Ihr Lachen gefiel Frauke. Marta war in den letzten Wochen ernst und durch die viele Arbeit dünner geworden. Tiefe Falten hatten sich um ihre Mundwinkel gegraben, und graue Strähnen durchzogen ihr braunes Haar. Die Sorge um ihren Mann ließ sie oft nicht schlafen, wie sie Frauke bei einem ihrer seltenen Treffen zum Kaffeetrinken berichtet hatte. Irgendwann würde auch Marta nicht mehr können, dachte Frauke. So ein Hotel konnte unmöglich von einer Person allein geleitet werden. Ida, die jüngere Tochter, könnte Marta helfen. Doch sie machte wie immer das, was sie wollte, und zeigte nur wenig Interesse für den Hotelbetrieb. Sie verbrachte weiterhin viel Zeit mit dem Pfarrerssohn Thaisen, der sich, zum Missfallen seines Vaters, der Malerei verschrieben und sich einer Künstlertruppe angeschlossen hatte, die in Wyk auf der Insel Föhr ein Atelier eröffnen wollte. Erst neulich hatte Frauke mitbekommen, wie Bertramsen und Thaisen gestritten hatten. Der alte Pfarrer will unbedingt, dass Thaisen im Seehospiz mitarbeitet und seine Arbeit eines Tages weiterführt. Doch Thaisen denkt gar nicht daran. Er habe den elenden Wettstreit mit Stockmann und das Gerede von den guten Sitten leid, hatte Thaisen seinem Vater mitten auf der Straße ins Gesicht geschrien und war gegangen. Der lautstarke Streit der beiden sorgte für ordentlich Gerede auf der Insel. Das letzte Wort war in dieser Angelegenheit gewiss noch nicht gesprochen, denn Vater und Sohn besaßen den gleichen Sturschädel.
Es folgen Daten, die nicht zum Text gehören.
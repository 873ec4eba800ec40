//! Metrics for the relay
//!
//! Recorded through the `metrics` facade; nothing is exported unless the
//! binary installs a recorder.

use metrics::counter;

/// A payload arrived on the control channel
pub fn record_received() {
    counter!("cr_messages_received_total").increment(1);
}

/// A payload was published; `kind` is "unicast" or "broadcast"
pub fn record_published(kind: &'static str) {
    counter!("cr_messages_published_total", "kind" => kind).increment(1);
}

/// A payload was dropped
pub fn record_dropped(reason: &'static str) {
    counter!("cr_messages_dropped_total", "reason" => reason).increment(1);
}

/// The dispatcher replaced its connection
pub fn record_reconnect(success: bool) {
    counter!("cr_reconnects_total", "success" => success.to_string()).increment(1);
}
Ida malte ebenfalls. Ihre Gemälde waren nach Fraukes Meinung der naiven Bauernmalerei zuzuordnen. Marta hatte eines der Bilder, das in ihren Augen ansehnlich genug war, im Empfangsraum aufgehängt. Es zeigte die Friesenhäuser von Nebel am Wattenmeer im warmen Licht der Abendsonne. Marta hatte es aufgegeben, Ida, die inzwischen neunzehn Jahre alt und zu einer hübschen jungen Frau herangereift war, zur Arbeit im Hotel zu zwingen. Ihr blondes Mädchen war und blieb ein Freigeist, kam und ging, wann sie wollte, und verabscheute Verpflichtungen. Manchmal half sie, aber nur dann, wenn sie Lust dazu hatte. Wilhelm wetterte häufig gegen dieses Verhalten, doch seine Verbote und Drohungen nutzten wenig. Marta hatte mit ihm nach einem besonders üblen Streit zwischen Vater und Tochter ein ernstes Wort gesprochen. Das Hotel war ihr Traum und Lebenswerk, nicht der von Ida. »Sie muss ihren eigenen Weg finden«, hatte sie zu ihm gesagt. Sie erinnerte ihn an den Verlust von Marie, die ihnen die Cholera genommen hatte. Ida war noch bei ihnen, und dafür sollten sie dankbar sein. Wilhelm hatte nachgegeben. »Vermutlich liegt es an Amrum«, hatte er gesagt. »Sie ist ein Teil dieser nicht zu bändigenden Insel geworden.« Damit hatte er recht. Amrum hatte sich, trotz der vielen Veränderungen, sein eigenes Gesicht bewahrt. Und am Ende waren es die Naturgewalten, die entschieden.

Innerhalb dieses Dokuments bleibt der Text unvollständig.